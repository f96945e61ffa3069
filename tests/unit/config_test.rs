//! Tests for configuration validation

use std::io::Write;

use prometheus_task_queue::config::SchedulerConfig;
use prometheus_task_queue::core::DEFAULT_SCHEDULER_NAME;

#[test]
fn test_default_config_is_valid() {
    let config = SchedulerConfig::default();
    assert_eq!(config.name, DEFAULT_SCHEDULER_NAME);
    assert!(config.capacity >= 1);
    assert!(config.validate().is_ok());
}

#[test]
fn test_config_invalid_capacity() {
    let invalid = SchedulerConfig::with_capacity(0);
    assert!(invalid.validate().is_err());
}

#[test]
fn test_config_invalid_name() {
    let invalid = SchedulerConfig::with_capacity(2).with_name("");
    assert!(invalid.validate().is_err());
}

#[test]
fn test_config_from_json() {
    let json = r#"{
        "name": "uploads",
        "capacity": 6
    }"#;

    let config = SchedulerConfig::from_json_str(json).expect("config");
    assert_eq!(config.name, "uploads");
    assert_eq!(config.capacity, 6);
}

#[test]
fn test_config_from_json_fills_defaults() {
    let config = SchedulerConfig::from_json_str(r#"{ "capacity": 2 }"#).expect("config");
    assert_eq!(config.name, DEFAULT_SCHEDULER_NAME);
    assert_eq!(config.capacity, 2);
}

#[test]
fn test_config_from_json_rejects_zero_capacity() {
    let err = SchedulerConfig::from_json_str(r#"{ "capacity": 0 }"#).unwrap_err();
    assert_eq!(err.to_string(), "config error: capacity must be greater than 0");
}

#[test]
fn test_config_from_json_rejects_malformed() {
    assert!(SchedulerConfig::from_json_str("{ capacity: }").is_err());
}

#[test]
fn test_config_from_file() {
    let mut file = tempfile::NamedTempFile::new().expect("tempfile");
    write!(file, r#"{{ "name": "disk", "capacity": 3 }}"#).expect("write");

    let config = SchedulerConfig::from_file(file.path()).expect("config");
    assert_eq!(config, SchedulerConfig::with_capacity(3).with_name("disk"));
}

#[test]
fn test_config_from_missing_file() {
    let err = SchedulerConfig::from_file("/nonexistent/task-queue.json").unwrap_err();
    assert!(err.to_string().contains("reading scheduler config"));
}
+++
The records above are to be repeated exactly, in their entirety.

> [Solution]
repository f96945e61ffa3069
filename tests/unit/config_test.rs
//! Tests for configuration validation

use std::io::Write;

use prometheus_task_queue::config::SchedulerConfig;
use prometheus_task_queue::core::DEFAULT_SCHEDULER_NAME;

#[test]
fn test_default_config_is_valid() {
    let config = SchedulerConfig::default();
    assert_eq!(config.name, DEFAULT_SCHEDULER_NAME);
    assert!(config.capacity >= 1);
    assert!(config.validate().is_ok());
}

#[test]
fn test_config_invalid_capacity() {
    let invalid = SchedulerConfig::with_capacity(0);
    assert!(invalid.validate().is_err());
}

#[test]
fn test_config_invalid_name() {
    let invalid = SchedulerConfig::with_capacity(2).with_name("");
    assert!(invalid.validate().is_err());
}

#[test]
fn test_config_from_json() {
    let json = r#"{
        "name": "uploads",
        "capacity": 6
    }"#;

    let config = SchedulerConfig::from_json_str(json).expect("config");
    assert_eq!(config.name, "uploads");
    assert_eq!(config.capacity, 6);
}

#[test]
fn test_config_from_json_fills_defaults() {
    let config = SchedulerConfig::from_json_str(r#"{ "capacity": 2 }"#).expect("config");
    assert_eq!(config.name, DEFAULT_SCHEDULER_NAME);
    assert_eq!(config.capacity, 2);
}

#[test]
fn test_config_from_json_rejects_zero_capacity() {
    let err = SchedulerConfig::from_json_str(r#"{ "capacity": 0 }"#).unwrap_err();
    assert_eq!(err.to_string(), "config error: capacity must be greater than 0");
}

#[test]
fn test_config_from_json_rejects_malformed() {
    assert!(SchedulerConfig::from_json_str("{ capacity: }").is_err());
}

#[test]
fn test_config_from_file() {
    let mut file = tempfile::NamedTempFile::new().expect("tempfile");
    write!(file, r#"{{ "name": "disk", "capacity": 3 }}"#).expect("write");

    let config = SchedulerConfig::from_file(file.path()).expect("config");
    assert_eq!(config, SchedulerConfig::with_capacity(3).with_name("disk"));
}

#[test]
fn test_config_from_missing_file() {
    let err = SchedulerConfig::from_file("/nonexistent/task-queue.json").unwrap_err();
    assert!(err.to_string().contains("reading scheduler config"));
}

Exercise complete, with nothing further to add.